▶ [Work to complete]: Retype only the lines at the head of the records, first through the one with "can see their", exactly as written.

[Stored data entries]
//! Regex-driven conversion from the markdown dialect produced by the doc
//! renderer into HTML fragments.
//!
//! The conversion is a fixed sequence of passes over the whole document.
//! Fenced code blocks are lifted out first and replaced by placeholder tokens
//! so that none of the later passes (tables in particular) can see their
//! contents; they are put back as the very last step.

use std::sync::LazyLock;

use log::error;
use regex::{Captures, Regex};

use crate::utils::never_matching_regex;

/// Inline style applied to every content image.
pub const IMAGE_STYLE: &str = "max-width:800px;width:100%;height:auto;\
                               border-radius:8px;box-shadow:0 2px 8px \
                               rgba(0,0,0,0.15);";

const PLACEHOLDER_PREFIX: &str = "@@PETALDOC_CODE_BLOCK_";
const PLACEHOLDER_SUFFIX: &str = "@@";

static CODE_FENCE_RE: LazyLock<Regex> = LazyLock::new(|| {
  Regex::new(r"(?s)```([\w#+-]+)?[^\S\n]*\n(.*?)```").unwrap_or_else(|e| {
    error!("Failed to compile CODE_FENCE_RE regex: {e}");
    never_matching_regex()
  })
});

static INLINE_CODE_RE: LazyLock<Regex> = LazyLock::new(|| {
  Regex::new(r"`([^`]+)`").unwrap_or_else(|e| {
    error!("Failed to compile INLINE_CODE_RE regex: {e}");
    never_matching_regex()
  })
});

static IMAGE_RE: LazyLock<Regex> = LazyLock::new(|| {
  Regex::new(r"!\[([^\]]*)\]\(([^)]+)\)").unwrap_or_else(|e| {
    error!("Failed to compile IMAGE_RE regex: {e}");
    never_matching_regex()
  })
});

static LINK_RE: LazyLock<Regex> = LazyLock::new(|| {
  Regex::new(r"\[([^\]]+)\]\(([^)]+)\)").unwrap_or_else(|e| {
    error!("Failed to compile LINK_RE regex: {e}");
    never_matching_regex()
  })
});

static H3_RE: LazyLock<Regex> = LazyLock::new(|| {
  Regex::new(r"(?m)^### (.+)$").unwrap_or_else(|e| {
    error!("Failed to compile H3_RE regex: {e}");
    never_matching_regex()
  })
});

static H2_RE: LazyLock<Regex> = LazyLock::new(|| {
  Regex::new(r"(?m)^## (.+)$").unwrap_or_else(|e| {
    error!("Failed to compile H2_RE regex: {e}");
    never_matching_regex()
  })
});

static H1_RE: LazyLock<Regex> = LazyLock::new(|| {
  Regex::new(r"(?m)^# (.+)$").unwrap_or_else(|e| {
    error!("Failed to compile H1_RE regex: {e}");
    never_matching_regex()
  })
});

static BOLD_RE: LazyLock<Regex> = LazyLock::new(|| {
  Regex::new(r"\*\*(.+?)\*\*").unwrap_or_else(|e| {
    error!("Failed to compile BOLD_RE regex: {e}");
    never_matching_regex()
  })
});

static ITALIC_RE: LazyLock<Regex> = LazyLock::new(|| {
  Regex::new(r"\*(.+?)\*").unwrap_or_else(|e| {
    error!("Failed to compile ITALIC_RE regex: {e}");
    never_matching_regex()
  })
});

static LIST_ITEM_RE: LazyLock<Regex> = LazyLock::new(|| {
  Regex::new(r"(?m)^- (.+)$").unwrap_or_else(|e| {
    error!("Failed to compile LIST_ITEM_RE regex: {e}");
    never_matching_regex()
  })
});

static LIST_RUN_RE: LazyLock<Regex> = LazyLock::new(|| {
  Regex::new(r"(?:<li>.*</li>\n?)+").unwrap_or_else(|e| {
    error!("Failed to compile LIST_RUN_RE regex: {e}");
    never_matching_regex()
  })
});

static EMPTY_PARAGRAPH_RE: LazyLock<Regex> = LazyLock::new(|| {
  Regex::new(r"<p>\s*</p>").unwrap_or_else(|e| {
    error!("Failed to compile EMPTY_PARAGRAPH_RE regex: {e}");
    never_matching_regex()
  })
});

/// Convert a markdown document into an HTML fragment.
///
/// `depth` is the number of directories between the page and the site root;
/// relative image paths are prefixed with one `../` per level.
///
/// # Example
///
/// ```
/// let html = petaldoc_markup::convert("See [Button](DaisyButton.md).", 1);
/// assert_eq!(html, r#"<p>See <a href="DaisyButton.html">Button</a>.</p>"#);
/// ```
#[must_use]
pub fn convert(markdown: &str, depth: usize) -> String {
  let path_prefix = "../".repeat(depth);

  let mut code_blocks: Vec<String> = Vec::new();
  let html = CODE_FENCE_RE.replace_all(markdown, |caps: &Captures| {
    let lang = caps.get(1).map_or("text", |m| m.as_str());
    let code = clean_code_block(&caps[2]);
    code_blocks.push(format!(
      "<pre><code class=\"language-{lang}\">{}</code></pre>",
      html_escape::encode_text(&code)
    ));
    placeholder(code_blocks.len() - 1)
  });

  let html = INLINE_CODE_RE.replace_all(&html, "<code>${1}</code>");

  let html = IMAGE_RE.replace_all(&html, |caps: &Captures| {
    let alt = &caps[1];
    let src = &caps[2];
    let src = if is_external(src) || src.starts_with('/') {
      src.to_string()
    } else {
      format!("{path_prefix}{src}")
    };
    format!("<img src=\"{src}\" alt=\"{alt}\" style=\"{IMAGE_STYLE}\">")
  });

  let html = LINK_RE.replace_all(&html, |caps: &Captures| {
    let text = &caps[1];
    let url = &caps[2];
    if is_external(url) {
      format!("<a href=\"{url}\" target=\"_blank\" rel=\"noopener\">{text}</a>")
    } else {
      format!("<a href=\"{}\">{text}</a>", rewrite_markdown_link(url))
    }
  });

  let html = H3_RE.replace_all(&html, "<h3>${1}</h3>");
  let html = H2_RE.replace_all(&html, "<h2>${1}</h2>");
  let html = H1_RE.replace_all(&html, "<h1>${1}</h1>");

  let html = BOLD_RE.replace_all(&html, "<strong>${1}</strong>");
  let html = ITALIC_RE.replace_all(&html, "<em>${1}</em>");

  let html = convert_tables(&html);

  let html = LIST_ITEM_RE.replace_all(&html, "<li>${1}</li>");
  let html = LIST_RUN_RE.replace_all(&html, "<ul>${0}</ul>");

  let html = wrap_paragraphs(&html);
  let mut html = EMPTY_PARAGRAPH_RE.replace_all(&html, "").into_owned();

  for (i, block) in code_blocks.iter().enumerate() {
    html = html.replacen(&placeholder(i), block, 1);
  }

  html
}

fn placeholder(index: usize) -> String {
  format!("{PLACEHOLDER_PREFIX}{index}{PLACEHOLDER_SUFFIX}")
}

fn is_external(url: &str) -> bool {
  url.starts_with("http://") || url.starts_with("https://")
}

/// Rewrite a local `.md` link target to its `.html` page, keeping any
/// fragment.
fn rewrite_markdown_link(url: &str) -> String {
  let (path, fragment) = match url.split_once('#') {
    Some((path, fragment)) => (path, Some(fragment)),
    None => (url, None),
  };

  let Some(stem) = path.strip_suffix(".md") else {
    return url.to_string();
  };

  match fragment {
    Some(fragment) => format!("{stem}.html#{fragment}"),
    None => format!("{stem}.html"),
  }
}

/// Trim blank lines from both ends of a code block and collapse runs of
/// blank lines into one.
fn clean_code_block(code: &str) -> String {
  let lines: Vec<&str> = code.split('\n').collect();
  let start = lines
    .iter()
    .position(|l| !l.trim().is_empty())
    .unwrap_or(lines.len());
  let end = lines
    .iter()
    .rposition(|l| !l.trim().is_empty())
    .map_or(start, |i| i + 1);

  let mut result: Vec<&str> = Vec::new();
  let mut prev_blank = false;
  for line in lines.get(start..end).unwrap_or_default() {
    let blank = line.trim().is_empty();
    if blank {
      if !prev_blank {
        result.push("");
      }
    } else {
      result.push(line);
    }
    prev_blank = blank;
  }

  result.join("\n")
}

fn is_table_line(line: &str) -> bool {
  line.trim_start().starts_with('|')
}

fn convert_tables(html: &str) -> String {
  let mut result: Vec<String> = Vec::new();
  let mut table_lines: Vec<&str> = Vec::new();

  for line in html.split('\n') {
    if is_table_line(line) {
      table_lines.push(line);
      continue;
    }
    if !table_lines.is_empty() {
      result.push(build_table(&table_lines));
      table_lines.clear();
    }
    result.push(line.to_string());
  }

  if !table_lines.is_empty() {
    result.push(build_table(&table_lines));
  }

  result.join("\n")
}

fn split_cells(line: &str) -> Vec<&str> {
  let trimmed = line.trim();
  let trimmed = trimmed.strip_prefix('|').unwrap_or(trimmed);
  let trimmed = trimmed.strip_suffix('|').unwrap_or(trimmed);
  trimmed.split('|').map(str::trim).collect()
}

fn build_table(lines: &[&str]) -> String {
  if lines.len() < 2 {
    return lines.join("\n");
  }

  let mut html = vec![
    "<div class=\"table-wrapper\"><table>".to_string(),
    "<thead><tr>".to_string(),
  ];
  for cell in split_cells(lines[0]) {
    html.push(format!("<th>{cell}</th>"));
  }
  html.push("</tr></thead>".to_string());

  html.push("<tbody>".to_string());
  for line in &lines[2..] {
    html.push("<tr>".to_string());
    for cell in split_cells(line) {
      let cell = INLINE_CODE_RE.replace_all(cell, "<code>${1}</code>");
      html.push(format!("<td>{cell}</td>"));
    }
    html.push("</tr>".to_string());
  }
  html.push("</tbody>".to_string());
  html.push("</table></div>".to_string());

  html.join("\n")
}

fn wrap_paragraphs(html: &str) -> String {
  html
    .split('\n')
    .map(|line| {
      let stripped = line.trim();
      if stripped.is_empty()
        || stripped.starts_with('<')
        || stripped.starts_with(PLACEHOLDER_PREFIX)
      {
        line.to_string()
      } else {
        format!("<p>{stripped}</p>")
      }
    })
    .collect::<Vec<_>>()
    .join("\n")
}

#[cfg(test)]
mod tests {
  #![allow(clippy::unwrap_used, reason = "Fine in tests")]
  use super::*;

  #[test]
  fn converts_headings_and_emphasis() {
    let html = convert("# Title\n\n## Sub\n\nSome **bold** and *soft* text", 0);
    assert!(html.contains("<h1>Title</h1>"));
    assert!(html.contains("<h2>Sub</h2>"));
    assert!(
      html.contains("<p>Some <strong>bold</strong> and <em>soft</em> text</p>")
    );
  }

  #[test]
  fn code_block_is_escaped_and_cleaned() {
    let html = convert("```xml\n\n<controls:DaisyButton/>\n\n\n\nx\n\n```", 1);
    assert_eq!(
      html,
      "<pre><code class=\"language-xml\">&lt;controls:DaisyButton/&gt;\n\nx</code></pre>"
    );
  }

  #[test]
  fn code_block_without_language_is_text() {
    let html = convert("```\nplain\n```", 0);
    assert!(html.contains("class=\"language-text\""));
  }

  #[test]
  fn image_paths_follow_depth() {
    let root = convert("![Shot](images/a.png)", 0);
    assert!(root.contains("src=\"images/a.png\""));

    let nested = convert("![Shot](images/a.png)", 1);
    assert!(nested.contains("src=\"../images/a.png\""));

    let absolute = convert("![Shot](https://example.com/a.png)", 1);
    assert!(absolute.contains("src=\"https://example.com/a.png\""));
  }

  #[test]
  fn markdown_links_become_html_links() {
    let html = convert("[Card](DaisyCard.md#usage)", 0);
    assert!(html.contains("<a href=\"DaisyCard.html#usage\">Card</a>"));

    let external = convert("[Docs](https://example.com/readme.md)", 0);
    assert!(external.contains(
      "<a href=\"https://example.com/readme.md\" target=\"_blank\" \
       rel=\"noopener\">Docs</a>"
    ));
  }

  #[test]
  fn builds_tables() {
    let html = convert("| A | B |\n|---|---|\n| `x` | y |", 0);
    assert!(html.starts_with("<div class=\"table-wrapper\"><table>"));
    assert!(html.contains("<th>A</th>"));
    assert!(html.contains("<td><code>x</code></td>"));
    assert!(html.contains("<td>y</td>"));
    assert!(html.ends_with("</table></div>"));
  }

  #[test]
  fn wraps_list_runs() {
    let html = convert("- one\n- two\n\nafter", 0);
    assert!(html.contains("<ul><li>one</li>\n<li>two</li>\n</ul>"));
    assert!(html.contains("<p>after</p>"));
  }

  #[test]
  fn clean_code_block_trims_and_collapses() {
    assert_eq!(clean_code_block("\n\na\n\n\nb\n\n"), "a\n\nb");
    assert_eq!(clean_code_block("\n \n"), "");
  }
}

▶ [Response to this exercise]:
//! Regex-driven conversion from the markdown dialect produced by the doc
//! renderer into HTML fragments.
//!
//! The conversion is a fixed sequence of passes over the whole document.
//! Fenced code blocks are lifted out first and replaced by placeholder tokens
//! so that none of the later passes (tables in particular) can see their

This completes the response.